### EXERCISE MATERIAL
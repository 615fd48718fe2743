use std::ops::{Add, Neg};

/// A signed step on the board, in rows and columns.
#[derive(Debug, Clone, Copy, PartialEq, Eq, Hash)]
pub struct Offset {
    pub dr: i8,
    pub dc: i8,
}

impl Offset {
    pub const ZERO: Offset = Offset { dr: 0, dc: 0 };

    #[inline]
    pub const fn new(dr: i8, dc: i8) -> Self {
        Self { dr, dc }
    }

    /// Row-major index delta for a board laid out with `stride` cells per row.
    #[inline]
    pub const fn linear(self, stride: i16) -> i16 {
        self.dr as i16 * stride + self.dc as i16
    }
}

impl Add for Offset {
    type Output = Offset;

    #[inline]
    fn add(self, rhs: Offset) -> Self::Output {
        Offset::new(self.dr + rhs.dr, self.dc + rhs.dc)
    }
}

impl Neg for Offset {
    type Output = Offset;

    #[inline]
    fn neg(self) -> Self::Output {
        Offset::new(-self.dr, -self.dc)
    }
}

### WHAT TO WORK ON
Quote the entire listing above exactly.

### SOLUTION BELOW
repository 615fd48718fe2743
use std::ops::{Add, Neg};

/// A signed step on the board, in rows and columns.
#[derive(Debug, Clone, Copy, PartialEq, Eq, Hash)]
pub struct Offset {
    pub dr: i8,
    pub dc: i8,
}

impl Offset {
    pub const ZERO: Offset = Offset { dr: 0, dc: 0 };

    #[inline]
    pub const fn new(dr: i8, dc: i8) -> Self {
        Self { dr, dc }
    }

    /// Row-major index delta for a board laid out with `stride` cells per row.
    #[inline]
    pub const fn linear(self, stride: i16) -> i16 {
        self.dr as i16 * stride + self.dc as i16
    }
}

impl Add for Offset {
    type Output = Offset;

    #[inline]
    fn add(self, rhs: Offset) -> Self::Output {
        Offset::new(self.dr + rhs.dr, self.dc + rhs.dc)
    }
}

impl Neg for Offset {
    type Output = Offset;

    #[inline]
    fn neg(self) -> Self::Output {
        Offset::new(-self.dr, -self.dc)
    }
}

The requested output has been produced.